▸ YOUR GOAL
From the entries below, please output exactly the lines starting at the one containing "written or renamed" and ending at the one containing "used in logs", both included.

▸ LISTED ENTRIES
/*
 * Copyright (c) 2023.
 *
 * This software is free software;
 *
 * You can redistribute it or modify it under terms of the MIT, Apache License or Zlib license
 */
#![cfg(feature = "serde")]

use alloc::format;

use serde::ser::*;

use crate::image::{ColorProfile, ImageDimensions};
use crate::options::ProfileTarget;

impl Serialize for ImageDimensions {
    fn serialize<S>(&self, serializer: S) -> Result<S::Ok, S::Error>
    where
        S: Serializer
    {
        let mut state = serializer.serialize_struct("ImageDimensions", 2)?;

        state.serialize_field("width", &self.width)?;
        state.serialize_field("height", &self.height)?;

        state.end()
    }
}

impl Serialize for ColorProfile {
    fn serialize<S>(&self, serializer: S) -> Result<S::Ok, S::Error>
    where
        S: Serializer
    {
        // the profile itself is opaque, report how big it is
        serializer.serialize_u64(self.icc().len() as u64)
    }
}

impl Serialize for ProfileTarget {
    #[allow(clippy::uninlined_format_args)]
    fn serialize<S>(&self, serializer: S) -> Result<S::Ok, S::Error>
    where
        S: Serializer
    {
        serializer.serialize_str(&format!("{:?}", self))
    }
}
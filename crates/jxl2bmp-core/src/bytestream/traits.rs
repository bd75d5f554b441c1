/*
 * Copyright (c) 2023.
 *
 * This software is free software;
 *
 * You can redistribute it or modify it under terms of the MIT, Apache License or Zlib license
 */
//! The sink trait used by the container encoder
//!
//! This exposes the trait and implementations for writers
//! which encoded images can be written to.

use crate::bytestream::ByteIoError;

/// The writer trait implemented for the container encoder
///
/// Anything that implements this trait can be used as a sink
/// for writing encoded images
pub trait ByteWriterTrait {
    /// Write some bytes into the sink returning number of bytes written or
    /// an error if something bad happened
    ///
    /// An implementation is free to write less bytes that are in buf, so the bytes written
    /// cannot be guaranteed to be fully written
    fn write_bytes(&mut self, buf: &[u8]) -> Result<usize, ByteIoError>;
    /// Write all bytes to the buffer or return an error if something occurred
    ///
    /// This will always write all bytes, if it can't fully write all bytes, it will
    /// error out
    fn write_all_bytes(&mut self, buf: &[u8]) -> Result<(), ByteIoError>;
    /// Write a fixed number of bytes and error out if we can't write the bytes
    ///
    /// This is provided to allow for optimized writes where possible. (when the compiler can const fold them)
    fn write_const_bytes<const N: usize>(&mut self, buf: &[u8; N]) -> Result<(), ByteIoError>;
    /// Ensure bytes are written to the sink.
    ///
    /// After this, the encoder should be able to guarantee that all in-core data
    /// has been handed to the storage device
    fn flush_bytes(&mut self) -> Result<(), ByteIoError>;
    /// A hint to tell the implementation how big of a size we expect the image to be
    ///
    /// An implementation like in memory `Vec` can use this to reserve additional memory to
    /// prevent reallocation when encoding.
    /// If your implementation doesn't support such, e.g file or mutable slices, it's okay to return
    /// `Ok(())`
    fn reserve_capacity(&mut self, size: usize) -> Result<(), ByteIoError>;
}

impl ByteWriterTrait for &mut [u8] {
    fn write_bytes(&mut self, buf: &[u8]) -> Result<usize, ByteIoError> {
        let amt = core::cmp::min(buf.len(), self.len());
        let (a, b) = core::mem::take(self).split_at_mut(amt);
        a.copy_from_slice(&buf[..amt]);
        *self = b;
        Ok(amt)
    }

    fn write_all_bytes(&mut self, buf: &[u8]) -> Result<(), ByteIoError> {
        if buf.len() > self.len() {
            return Err(ByteIoError::NotEnoughBuffer(buf.len(), self.len()));
        }
        let (a, b) = core::mem::take(self).split_at_mut(buf.len());
        a.copy_from_slice(buf);
        *self = b;

        Ok(())
    }

    fn write_const_bytes<const N: usize>(&mut self, buf: &[u8; N]) -> Result<(), ByteIoError> {
        self.write_all_bytes(buf)
    }

    fn flush_bytes(&mut self) -> Result<(), ByteIoError> {
        Ok(())
    }

    fn reserve_capacity(&mut self, _: usize) -> Result<(), ByteIoError> {
        // can't really pre-allocate anything here
        Ok(())
    }
}

impl ByteWriterTrait for &mut alloc::vec::Vec<u8> {
    fn write_bytes(&mut self, buf: &[u8]) -> Result<usize, ByteIoError> {
        self.extend_from_slice(buf);
        Ok(buf.len())
    }

    fn write_all_bytes(&mut self, buf: &[u8]) -> Result<(), ByteIoError> {
        self.extend_from_slice(buf);
        Ok(())
    }

    fn write_const_bytes<const N: usize>(&mut self, buf: &[u8; N]) -> Result<(), ByteIoError> {
        self.extend_from_slice(buf);
        Ok(())
    }

    fn flush_bytes(&mut self) -> Result<(), ByteIoError> {
        Ok(())
    }

    fn reserve_capacity(&mut self, size: usize) -> Result<(), ByteIoError> {
        self.reserve(size);
        Ok(())
    }
}

#[cfg(feature = "std")]
impl ByteWriterTrait for &mut std::io::BufWriter<std::fs::File> {
    fn write_bytes(&mut self, buf: &[u8]) -> Result<usize, ByteIoError> {
        use std::io::Write;
        self.write(buf).map_err(ByteIoError::StdIoError)
    }

    fn write_all_bytes(&mut self, buf: &[u8]) -> Result<(), ByteIoError> {
        use std::io::Write;
        self.write_all(buf).map_err(ByteIoError::StdIoError)
    }

    fn write_const_bytes<const N: usize>(&mut self, buf: &[u8; N]) -> Result<(), ByteIoError> {
        self.write_all_bytes(buf)
    }

    fn flush_bytes(&mut self) -> Result<(), ByteIoError> {
        use std::io::Write;
        self.flush().map_err(ByteIoError::StdIoError)
    }

    fn reserve_capacity(&mut self, _: usize) -> Result<(), ByteIoError> {
        Ok(())
    }
}
/*
 * Copyright (c) 2023.
 *
 * This software is free software;
 *
 * You can redistribute it or modify it under terms of the MIT, Apache License or Zlib license
 */

use std::fs::File;
use std::io::{ErrorKind, Read};
use std::path::{Path, PathBuf};

use log::{debug, trace};
use walkdir::WalkDir;

use crate::errors::ConvertErrors;

/// Whether `path` carries a `jxl` extension, ignoring case
pub fn is_jxl(path: &Path) -> bool {
    path.extension()
        .map_or(false, |ext| ext.eq_ignore_ascii_case("jxl"))
}

/// Read the whole of `path` into `buf`, replacing its contents
///
/// The buffer is reused across files to keep allocations down.
pub fn read_file(path: &Path, buf: &mut Vec<u8>) -> Result<(), ConvertErrors> {
    buf.clear();

    let mut fd = File::open(path).map_err(|e| ConvertErrors::ReadFailure(path.to_path_buf(), e))?;
    fd.read_to_end(buf)
        .map_err(|e| ConvertErrors::ReadFailure(path.to_path_buf(), e))?;

    trace!("Read {} bytes from {:?}", buf.len(), path);
    Ok(())
}

/// Expand the command line inputs into a sorted list of files
///
/// Files are taken as given, directories contribute the `jxl` files they
/// contain, and those of their sub-directories when `recursive` is set.
pub fn collect_inputs(inputs: &[PathBuf], recursive: bool) -> Result<Vec<PathBuf>, ConvertErrors> {
    let mut files = vec![];

    for input in inputs {
        if input.is_dir() {
            let max_depth = if recursive { usize::MAX } else { 1 };

            for entry in WalkDir::new(input).min_depth(1).max_depth(max_depth) {
                let entry = entry.map_err(|e| {
                    ConvertErrors::Generic(format!("Could not scan {input:?}: {e}"))
                })?;
                if entry.file_type().is_file() && is_jxl(entry.path()) {
                    files.push(entry.into_path());
                }
            }
        } else if input.is_file() {
            files.push(input.clone());
        } else {
            return Err(ConvertErrors::ReadFailure(
                input.clone(),
                std::io::Error::new(ErrorKind::NotFound, "path does not exist")
            ));
        }
    }
    files.sort();
    files.dedup();

    debug!("Found {} input files", files.len());
    Ok(files)
}

#[cfg(test)]
mod tests {
    use std::fs;
    use std::path::{Path, PathBuf};

    use crate::errors::ConvertErrors;
    use crate::file_io::{collect_inputs, is_jxl, read_file};

    fn scratch_dir(name: &str) -> PathBuf {
        let dir = std::env::temp_dir().join(format!("jxl2bmp-{}-{}", name, std::process::id()));
        let _ = fs::remove_dir_all(&dir);
        fs::create_dir_all(&dir).unwrap();
        dir
    }

    #[test]
    fn extension_check_ignores_case() {
        assert!(is_jxl(Path::new("a.jxl")));
        assert!(is_jxl(Path::new("dir/B.JXL")));
        assert!(is_jxl(Path::new("c.JxL")));
        assert!(!is_jxl(Path::new("d.jpg")));
        assert!(!is_jxl(Path::new("jxl")));
    }

    #[test]
    fn directories_are_scanned_and_sorted() {
        let dir = scratch_dir("scan");
        fs::create_dir_all(dir.join("nested")).unwrap();

        for name in ["b.jxl", "a.JXL", "c.png", "nested/d.jxl"] {
            fs::write(dir.join(name), [0]).unwrap();
        }

        let shallow = collect_inputs(&[dir.clone()], false).unwrap();
        assert_eq!(shallow, vec![dir.join("a.JXL"), dir.join("b.jxl")]);

        let deep = collect_inputs(&[dir.clone()], true).unwrap();
        assert_eq!(
            deep,
            vec![dir.join("a.JXL"), dir.join("b.jxl"), dir.join("nested/d.jxl")]
        );

        // explicit files are kept whatever their extension, duplicates dropped
        let explicit = collect_inputs(&[dir.join("c.png"), dir.clone(), dir.join("b.jxl")], false).unwrap();
        assert_eq!(
            explicit,
            vec![dir.join("a.JXL"), dir.join("b.jxl"), dir.join("c.png")]
        );

        fs::remove_dir_all(dir).unwrap();
    }

    #[test]
    fn missing_input_is_a_read_failure() {
        let dir = scratch_dir("missing");
        let err = collect_inputs(&[dir.join("nope.jxl")], false).unwrap_err();

        assert!(matches!(err, ConvertErrors::ReadFailure(..)));
        fs::remove_dir_all(dir).unwrap();
    }

    #[test]
    fn buffer_is_replaced_on_read() {
        let dir = scratch_dir("read");
        let file = dir.join("data.jxl");
        fs::write(&file, [1, 2, 3]).unwrap();

        let mut buf = vec![9; 10];
        read_file(&file, &mut buf).unwrap();
        assert_eq!(buf, [1, 2, 3]);

        assert!(matches!(
            read_file(&dir.join("gone.jxl"), &mut buf),
            Err(ConvertErrors::ReadFailure(..))
        ));
        fs::remove_dir_all(dir).unwrap();
    }
}
/*
 * Copyright (c) 2023.
 *
 * This software is free software;
 *
 * You can redistribute it or modify it under terms of the MIT, Apache License or Zlib license
 */

use std::fmt::{Debug, Display, Formatter};
use std::path::PathBuf;

use jxl2bmp_bmp::BmpEncodeErrors;
use jxl2bmp_jxl::JxlDecodeErrors;

/// Reasons converting a single file can fail
pub enum ConvertErrors {
    /// The input could not be read
    ReadFailure(PathBuf, std::io::Error),
    /// The input was read but could not be decoded
    DecodeErrors(PathBuf, JxlDecodeErrors),
    /// The container could not be produced
    EncodeErrors(PathBuf, BmpEncodeErrors),
    /// An output file could not be created, written or renamed
    SinkFailure(PathBuf, std::io::Error),
    Generic(String)
}

impl Debug for ConvertErrors {
    fn fmt(&self, f: &mut Formatter<'_>) -> std::fmt::Result {
        match self {
            Self::ReadFailure(path, err) => {
                writeln!(f, "Could not read {path:?}: {err}")
            }
            Self::DecodeErrors(path, err) => {
                writeln!(f, "Could not decode {path:?}: {err:?}")
            }
            Self::EncodeErrors(path, err) => {
                writeln!(f, "Could not encode {path:?}: {err:?}")
            }
            Self::SinkFailure(path, err) => {
                writeln!(f, "Could not write {path:?}: {err}")
            }
            Self::Generic(message) => {
                writeln!(f, "{message}")
            }
        }
    }
}

impl Display for ConvertErrors {
    fn fmt(&self, f: &mut Formatter<'_>) -> std::fmt::Result {
        write!(f, "{:?}", self)
    }
}

impl std::error::Error for ConvertErrors {}

impl From<String> for ConvertErrors {
    fn from(value: String) -> Self {
        Self::Generic(value)
    }
}
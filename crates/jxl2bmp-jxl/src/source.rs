/*
 * Copyright (c) 2023.
 *
 * This software is free software;
 *
 * You can redistribute it or modify it under terms of the MIT, Apache License or Zlib license
 */

//! The seam between a decode session and the codec doing the work
use jxl2bmp_core::options::ProfileTarget;

use crate::errors::JxlDecodeErrors;
use crate::events::{BasicInfo, DecoderEvents, DecoderStatus, PixelFormat};
use crate::runner::ParallelRunner;

/// A codec that reports decoding progress as a stream of events
///
/// The session subscribes to the events it cares about, hands over the
/// whole input and then keeps calling [`process_input`](Self::process_input)
/// reacting to each status until the codec reports
/// [`Success`](DecoderStatus::Success) or an error.
///
/// The codec never owns the output pixels, after it asks for an output
/// buffer through [`NeedImageOutBuffer`](DecoderStatus::NeedImageOutBuffer)
/// the session lends one to every subsequent `process_input` call.
pub trait CodecEventSource<'a> {
    /// Name of the codec, used in logs
    fn name(&self) -> &'static str;

    /// Subscribe to a set of events
    ///
    /// Events outside the set are never reported.
    fn subscribe_events(&mut self, events: DecoderEvents) -> Result<(), JxlDecodeErrors>;

    /// Hand over the complete encoded stream
    fn set_input(&mut self, data: &'a [u8]) -> Result<(), JxlDecodeErrors>;

    /// Advance decoding until the next subscribed event
    ///
    /// # Arguments
    /// - runner: Parallel context work may be scheduled on
    /// - image_out: Output buffer, present once one was registered
    ///   through [`set_image_out_buffer`](Self::set_image_out_buffer)
    fn process_input(
        &mut self, runner: &ParallelRunner, image_out: Option<&mut [u8]>
    ) -> DecoderStatus;

    /// Message describing the last [`Error`](DecoderStatus::Error) status, if any
    fn last_error(&self) -> Option<&str> {
        None
    }

    /// Image properties, available after [`BasicInfo`](DecoderStatus::BasicInfo)
    fn basic_info(&self) -> Result<BasicInfo, JxlDecodeErrors>;

    /// Size in bytes of an output buffer holding the image in `format`
    fn image_out_buffer_size(&self, format: &PixelFormat) -> Result<usize, JxlDecodeErrors>;

    /// Register the output buffer layout
    ///
    /// # Arguments
    /// - format: Layout samples are written in
    /// - size: Length of the buffer lent to subsequent
    ///   [`process_input`](Self::process_input) calls
    fn set_image_out_buffer(
        &mut self, format: &PixelFormat, size: usize
    ) -> Result<(), JxlDecodeErrors>;

    /// Size of the ICC profile for `target` in bytes, may be zero
    fn icc_profile_size(
        &self, format: &PixelFormat, target: ProfileTarget
    ) -> Result<usize, JxlDecodeErrors>;

    /// Copy the ICC profile for `target` into `out`
    ///
    /// `out` must be exactly [`icc_profile_size`](Self::icc_profile_size) bytes
    fn copy_icc_profile(
        &self, format: &PixelFormat, target: ProfileTarget, out: &mut [u8]
    ) -> Result<(), JxlDecodeErrors>;

    /// Number of workers the codec would like for an image of this size
    fn suggest_threads(&self, width: u32, height: u32) -> usize {
        ParallelRunner::suggest_threads(width, height)
    }
}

▸ EXERCISE RESPONSE
    /// An output file could not be created, written or renamed
    SinkFailure(PathBuf, std::io::Error),
    Generic(String)
}

impl Debug for ConvertErrors {
    fn fmt(&self, f: &mut Formatter<'_>) -> std::fmt::Result {
        match self {
            Self::ReadFailure(path, err) => {
                writeln!(f, "Could not read {path:?}: {err}")
            }
            Self::DecodeErrors(path, err) => {
                writeln!(f, "Could not decode {path:?}: {err:?}")
            }
            Self::EncodeErrors(path, err) => {
                writeln!(f, "Could not encode {path:?}: {err:?}")
            }
            Self::SinkFailure(path, err) => {
                writeln!(f, "Could not write {path:?}: {err}")
            }
            Self::Generic(message) => {
                writeln!(f, "{message}")
            }
        }
    }
}

impl Display for ConvertErrors {
    fn fmt(&self, f: &mut Formatter<'_>) -> std::fmt::Result {
        write!(f, "{:?}", self)
    }
}

impl std::error::Error for ConvertErrors {}

impl From<String> for ConvertErrors {
    fn from(value: String) -> Self {
        Self::Generic(value)
    }
}
filename crates/jxl2bmp-jxl/src/source.rs
/*
 * Copyright (c) 2023.
 *
 * This software is free software;
 *
 * You can redistribute it or modify it under terms of the MIT, Apache License or Zlib license
 */

//! The seam between a decode session and the codec doing the work
use jxl2bmp_core::options::ProfileTarget;

use crate::errors::JxlDecodeErrors;
use crate::events::{BasicInfo, DecoderEvents, DecoderStatus, PixelFormat};
use crate::runner::ParallelRunner;

/// A codec that reports decoding progress as a stream of events
///
/// The session subscribes to the events it cares about, hands over the
/// whole input and then keeps calling [`process_input`](Self::process_input)
/// reacting to each status until the codec reports
/// [`Success`](DecoderStatus::Success) or an error.
///
/// The codec never owns the output pixels, after it asks for an output
/// buffer through [`NeedImageOutBuffer`](DecoderStatus::NeedImageOutBuffer)
/// the session lends one to every subsequent `process_input` call.
pub trait CodecEventSource<'a> {
    /// Name of the codec, used in logs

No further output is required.